After ages of political turmoil, the Czech government slowly continues to evolve. The current political status is, according to the constitution, a multi-party parliamentary democracy. Three branches of the Czech state, which are similar to the US government, exist: executive, including the cabinet and president; legislative, representing parliament and comprised of the Chamber of Deputies (Poslanecká sněmovna) and the Senate (Senát); and judicial, the highest court in the land.

president Václav Klaus

The president (Václav Klaus since 2003) is elected by parliament every five years. He can nominate judges, dismiss the parliament in certain situations, and veto laws. The president also appoints the prime minister (Petr Nečas, appointed in June 2010), as well as other cabinet members at the PM’s suggestion. Only those political parties that have gained at least 5% of votes through elections are represented in the Chamber of Deputies, while the Senate mandates are attained by majority vote. In March of 2009, the current Czech government collapsed under a vote of no confidence. After the May 2010 elections, the current parliamentary parties are: Civic Democratic Party (ODS), Czech Social Democratic Party (ČSSD), TOP 09 and Public Affairs (Věci veřejné).

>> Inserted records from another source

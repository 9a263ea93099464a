// Point and sample domain models

/// Milliseconds since the Unix epoch.
pub type Timestamp = i64;

/// "End of time" sentinel used for the right non-stop point. Kept finite
/// (01/01/2038) so 32 bit consumers can still handle it.
pub const END_OF_TIME: Timestamp = 2_145_916_800_000;

/// X position of the left non-stop point.
pub const START_OF_TIME: Timestamp = 0;

/// One rendered point of a series. Range series carry `low`/`high`,
/// plain series only `y`. A `None` value renders as a gap.
#[derive(Debug, Clone, Copy, PartialEq)]
pub struct Point {
    pub x: Timestamp,
    pub y: Option<f64>,
    pub low: Option<f64>,
    pub high: Option<f64>,
}

impl Point {
    pub fn new(x: Timestamp, y: Option<f64>) -> Self {
        Self {
            x,
            y,
            low: None,
            high: None,
        }
    }

    pub fn value(x: Timestamp, y: f64) -> Self {
        Self::new(x, Some(y))
    }

    pub fn gap(x: Timestamp) -> Self {
        Self::new(x, None)
    }

    pub fn range(x: Timestamp, low: f64, high: f64) -> Self {
        Self {
            x,
            y: Some(low),
            low: Some(low),
            high: Some(high),
        }
    }

    /// Same values, different position. Used to build the non-stop points.
    pub fn moved_to(&self, x: Timestamp) -> Self {
        Self { x, ..*self }
    }

    /// Smallest and largest value this point contributes to its axis.
    pub fn extent(&self) -> Option<(f64, f64)> {
        let values = [self.y, self.low, self.high];
        let mut iter = values.iter().flatten().copied().filter(|v| v.is_finite());
        let first = iter.next()?;
        Some(iter.fold((first, first), |(lo, hi), v| (lo.min(v), hi.max(v))))
    }
}

/// Raw sample as delivered by a source channel.
#[derive(Debug, Clone, Copy, PartialEq)]
pub struct Sample {
    pub t: Timestamp,
    pub v: Option<f64>,
}

impl Sample {
    pub fn new(t: Timestamp, v: f64) -> Self {
        Self { t, v: Some(v) }
    }
}

#[cfg(test)]
mod tests {
    use super::*;

    #[test]
    fn test_extent_covers_range_values() {
        assert_eq!(Point::range(10, 2.0, 7.5).extent(), Some((2.0, 7.5)));
        assert_eq!(Point::value(10, -3.0).extent(), Some((-3.0, -3.0)));
        assert_eq!(Point::gap(10).extent(), None);
    }

    #[test]
    fn test_moved_to_keeps_values() {
        let p = Point::range(10, 1.0, 2.0).moved_to(END_OF_TIME);
        assert_eq!(p.x, END_OF_TIME);
        assert_eq!(p.low, Some(1.0));
        assert_eq!(p.high, Some(2.0));
    }
}
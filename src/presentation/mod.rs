// Presentation layer - Concrete render surface and notification sink
pub mod log_surface;
pub mod notifier;
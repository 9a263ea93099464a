// Live animator: subscription ingestion, throttled viewport ticks and redraws
use super::chart::SharedChart;
use super::error_reporter::ErrorReporter;
use super::events::{EventBus, TrendEvent};
use super::sample_source::{DeliveryCursor, ScopeSource};
use super::subscription::{Subscription, SubscriptionEvent};
use super::throttle::FrameThrottle;
use crate::domain::error::{TrendError, TrendResult};
use crate::domain::point::Timestamp;
use crate::domain::viewport::ViewportWindow;
use crate::infrastructure::config::{TrendConfig, TuningSettings};
use parking_lot::Mutex;
use std::sync::Arc;
use std::time::Duration;
use tokio::sync::{mpsc, watch};
use tokio::task::JoinHandle;
use tokio::time::{interval, interval_at, sleep, Instant, MissedTickBehavior};

#[derive(Debug, Clone, PartialEq)]
pub struct AnimatorSettings {
    pub time_span_ms: i64,
    pub frame_interval_ms: f64,
    pub tuning: TuningSettings,
}

impl AnimatorSettings {
    /// Settings of a configured trend. Without a time span the window is
    /// empty; streaming modes refuse to start in that case.
    pub fn from_config(config: &TrendConfig) -> Self {
        Self {
            time_span_ms: config.chart.time_span_ms().unwrap_or_default(),
            frame_interval_ms: config.chart.frame_interval_ms(),
            tuning: config.tuning.clone(),
        }
    }
}

enum AnimatorState {
    Stopped,
    Running {
        subscription: Subscription,
        tasks: Vec<JoinHandle<()>>,
    },
}

pub struct LiveAnimator {
    chart: SharedChart,
    source: Arc<ScopeSource>,
    events: Arc<EventBus>,
    reporter: Arc<ErrorReporter>,
    settings: Mutex<AnimatorSettings>,
    state: Mutex<AnimatorState>,
}

impl LiveAnimator {
    pub fn new(
        chart: SharedChart,
        source: Arc<ScopeSource>,
        events: Arc<EventBus>,
        reporter: Arc<ErrorReporter>,
        settings: AnimatorSettings,
    ) -> Self {
        Self {
            chart,
            source,
            events,
            reporter,
            settings: Mutex::new(settings),
            state: Mutex::new(AnimatorState::Stopped),
        }
    }

    pub fn is_running(&self) -> bool {
        matches!(*self.state.lock(), AnimatorState::Running { .. })
    }

    /// Takes effect on the next `start`.
    pub fn configure(&self, settings: AnimatorSettings) {
        *self.settings.lock() = settings;
    }

    pub fn settings(&self) -> AnimatorSettings {
        self.settings.lock().clone()
    }

    /// Subscribes every live series from `from` on and starts the tick,
    /// redraw and ingestion tasks.
    pub fn start(&self, from: Timestamp, cursor: DeliveryCursor) -> TrendResult<()> {
        let mut state = self.state.lock();
        if matches!(*state, AnimatorState::Running { .. }) {
            return Err(TrendError::LiveAlreadyRunning);
        }

        let settings = self.settings.lock().clone();
        let channels = self.chart.lock().channel_map(None, true);
        let (subscription, batches) = self.source.subscribe(&channels, from, cursor);

        let initial = Duration::from_secs_f64(settings.frame_interval_ms.max(1.0) / 1000.0);
        let (period_tx, period_rx) = watch::channel(initial);

        let tasks = vec![
            tokio::spawn(run_ticks(
                self.chart.clone(),
                self.source.clone(),
                settings.clone(),
                period_tx,
            )),
            tokio::spawn(run_redraws(self.chart.clone(), period_rx)),
            tokio::spawn(run_ingest(
                self.chart.clone(),
                batches,
                self.reporter.clone(),
                Duration::from_millis(settings.tuning.non_stop_retry_ms.max(1)),
            )),
        ];

        *state = AnimatorState::Running { subscription, tasks };
        drop(state);

        tracing::info!(from, channels = channels.len(), "live mode started");
        self.events.emit(TrendEvent::LiveStarted);
        Ok(())
    }

    /// Cancels the subscription and every pending tick.
    pub fn stop(&self) -> TrendResult<()> {
        let previous = std::mem::replace(&mut *self.state.lock(), AnimatorState::Stopped);
        let AnimatorState::Running { subscription, tasks } = previous else {
            return Err(TrendError::LiveNotRunning);
        };

        subscription.cancel();
        for task in tasks {
            task.abort();
        }

        tracing::info!("live mode stopped");
        self.events.emit(TrendEvent::LiveStopped);
        Ok(())
    }
}

impl Drop for LiveAnimator {
    fn drop(&mut self) {
        if let AnimatorState::Running { tasks, .. } = &*self.state.lock() {
            tasks.iter().for_each(JoinHandle::abort);
        }
    }
}

/// Animation loop: every tick asks the throttle whether the viewport is due
/// and when to come back.
async fn run_ticks(
    chart: SharedChart,
    source: Arc<ScopeSource>,
    settings: AnimatorSettings,
    redraw_period: watch::Sender<Duration>,
) {
    let started = Instant::now();
    let mut throttle = FrameThrottle::new(settings.frame_interval_ms, &settings.tuning);
    let prune_every = settings.tuning.prune_every_ms as i64;
    let mut last_prune: Option<Timestamp> = None;

    loop {
        let decision = throttle.on_tick(started.elapsed().as_secs_f64() * 1000.0);
        if decision.throttled_warning {
            tracing::warn!(
                nominal_ms = throttle.nominal_ms(),
                actual_ms = throttle.interval_ms(),
                "performance poor, configured refresh rate cannot be achieved"
            );
        }

        if decision.update {
            let sliding = ViewportWindow::sliding(source.source_now(), settings.time_span_ms);
            let mut chart = chart.lock();
            let window = chart.zoom.apply(sliding);
            chart.set_viewport(window);
            chart.set_admission_floor(Some(sliding.from - settings.tuning.cache_cut_ms));

            if last_prune.is_none_or(|t| t < window.from - prune_every) {
                last_prune = Some(window.from);
                chart.prune(window.from);
            }
        }

        if let Some(period) = decision.redraw_period {
            tracing::debug!(period_ms = period.as_millis() as u64, "redraw period changed");
            redraw_period.send_replace(period);
        }

        sleep(decision.next_delay).await;
    }
}

/// Redraw timer, decoupled from the animation ticks.
async fn run_redraws(chart: SharedChart, mut period: watch::Receiver<Duration>) {
    loop {
        let current = *period.borrow_and_update();
        let mut ticker = interval_at(Instant::now() + current, current);
        ticker.set_missed_tick_behavior(MissedTickBehavior::Skip);

        loop {
            tokio::select! {
                _ = ticker.tick() => {
                    let mut chart = chart.lock();
                    chart.apply_autoscale();
                    chart.redraw();
                }
                changed = period.changed() => {
                    if changed.is_err() {
                        return;
                    }
                    break;
                }
            }
        }
    }
}

/// Feeds subscription batches into the chart in arrival order.
async fn run_ingest(
    chart: SharedChart,
    mut batches: mpsc::Receiver<SubscriptionEvent>,
    reporter: Arc<ErrorReporter>,
    retry: Duration,
) {
    let mut retry_ticker = interval(retry);
    retry_ticker.set_missed_tick_behavior(MissedTickBehavior::Delay);
    let mut non_stop_pending = false;

    loop {
        tokio::select! {
            event = batches.recv() => {
                let Some(event) = event else {
                    return;
                };
                match event {
                    SubscriptionEvent::Batch { recorder, batch } => {
                        let report = chart.lock().ingest(&batch);
                        tracing::debug!(recorder = %recorder, admitted = report.admitted, "live batch admitted");
                        if !report.deferred.is_empty() {
                            non_stop_pending = true;
                        }
                    }
                    SubscriptionEvent::SlowConsumer { recorder } => {
                        tracing::debug!(recorder = %recorder, "source slower than the poll interval");
                    }
                    SubscriptionEvent::Failed { error, .. } => reporter.report(&error),
                }
            }
            _ = retry_ticker.tick(), if non_stop_pending => {
                non_stop_pending = !chart.lock().apply_non_stop_points().is_empty();
            }
        }
    }
}

#[cfg(test)]
mod tests {
    use super::*;
    use crate::domain::point::{Point, Sample, END_OF_TIME, START_OF_TIME};
    use crate::domain::series::SeriesBuffer;
    use crate::test_support::{Harness, ScriptedTransport};

    const T0: Timestamp = 1_700_000_000_000;

    fn harness() -> Harness {
        let transport = ScriptedTransport::with_recorded("Recorder1", "Temp", vec![Sample::new(T0 - 1_000, 1.0)]);
        transport.set_time(T0);
        Harness::new(transport)
    }

    #[tokio::test(start_paused = true)]
    async fn test_start_twice_and_stop_twice_are_rejected() {
        let harness = harness();
        harness.animator.start(T0 - 5_000, DeliveryCursor::default()).unwrap();
        assert_eq!(
            harness.animator.start(T0, DeliveryCursor::default()),
            Err(TrendError::LiveAlreadyRunning)
        );

        harness.animator.stop().unwrap();
        assert_eq!(harness.animator.stop(), Err(TrendError::LiveNotRunning));
        assert!(!harness.animator.is_running());
    }

    #[tokio::test(start_paused = true)]
    async fn test_live_mode_slides_viewport_and_admits_samples() {
        let harness = harness();
        harness.source.server_time_offset().await;
        harness.animator.start(T0 - 5_000, DeliveryCursor::default()).unwrap();

        sleep(Duration::from_millis(600)).await;
        harness.transport.record("Temp", Sample::new(T0 + 400, 2.0));
        sleep(Duration::from_millis(1_000)).await;

        {
            let chart = harness.chart.lock();
            let viewport = chart.viewport();
            assert_eq!(viewport.span(), 60_000);
            assert!(viewport.until >= T0 + 1_000 && viewport.until <= T0 + 1_600);
            let xs: Vec<Timestamp> = chart.series("s1").unwrap().buffer.points().iter().map(|p| p.x).collect();
            assert_eq!(xs, vec![T0 - 1_000, T0 + 400]);
        }
        assert!(harness.surface.redraws() >= 10);

        harness.animator.stop().unwrap();
        let redraws = harness.surface.redraws();
        sleep(Duration::from_millis(1_000)).await;
        assert_eq!(harness.surface.redraws(), redraws);
    }

    #[tokio::test(start_paused = true)]
    async fn test_old_points_pruned_while_streaming() {
        let harness = harness();
        harness.source.server_time_offset().await;
        harness
            .chart
            .lock()
            .admit_points("s1", (0..5).map(|i| Point::value(T0 - 200_000 + i * 1_000, 0.0)).collect());

        harness.animator.start(T0, DeliveryCursor::default()).unwrap();
        sleep(Duration::from_millis(300)).await;

        let chart = harness.chart.lock();
        let buffer = &chart.series("s1").unwrap().buffer;
        assert_eq!(buffer.first().map(|p| p.x), Some(T0 - 196_000));
    }

    #[tokio::test(start_paused = true)]
    async fn test_subscription_error_is_reported() {
        let transport = ScriptedTransport::default();
        transport.fail_recorder("Recorder1", "session expired");
        let harness = Harness::new(transport);

        harness.animator.start(T0, DeliveryCursor::default()).unwrap();
        sleep(Duration::from_millis(100)).await;

        assert_eq!(harness.notifier.notifications(), vec![20103]);
        harness.animator.stop().unwrap();
    }

    #[tokio::test(start_paused = true)]
    async fn test_non_stop_points_retried_after_load_releases_buffer() {
        let harness = harness();
        harness.transport.record("Temp", Sample::new(T0 + 100, 2.0));
        harness.source.server_time_offset().await;
        {
            let mut chart = harness.chart.lock();
            let series = chart.series_mut("s1").unwrap();
            series.buffer = SeriesBuffer::from_points(vec![Point::value(T0 - 2_000, 3.0)]);
            series.buffer.history_loading = true;
        }

        harness.animator.start(T0, DeliveryCursor::default()).unwrap();
        sleep(Duration::from_millis(300)).await;
        {
            let chart = harness.chart.lock();
            let buffer = &chart.series("s1").unwrap().buffer;
            assert_eq!(buffer.side_queue_len(), 1);
            assert_eq!(buffer.right_non_stop(), None);
        }

        harness.chart.lock().series_mut("s1").unwrap().buffer.history_loading = false;
        sleep(Duration::from_millis(250)).await;

        let chart = harness.chart.lock();
        let buffer = &chart.series("s1").unwrap().buffer;
        assert_eq!(buffer.left_non_stop(), Some(&Point::value(START_OF_TIME, 3.0)));
        assert_eq!(buffer.right_non_stop(), Some(&Point::value(END_OF_TIME, 3.0)));
    }
}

The Czech Republic is a member of NATO, the EU, the International Monetary Fund (IMF), Interpol, the Organization for Cooperation and Security in Europe (OSCE), the Organization for Economic Cooperation and Development (OECD), and the United Nations.

But however undeniable the rapid development and progress of the country’s political institutions and administrative policies, political experts point to the still-lingering challenges the nation faces: reforming the healthcare and pension systems, and addressing some serious environmental issues.

 

Parliament

The Czech parliament occupies a Neoclassical palace that served as the provincial Diet in the nineteenth century. A later building housed the National Assembly of the First Republic in 1918, the Czech National Council after federalisation in 1968, and, since 1993, has been home to the Chamber of Deputies, the more important lower house of the Czech parliament.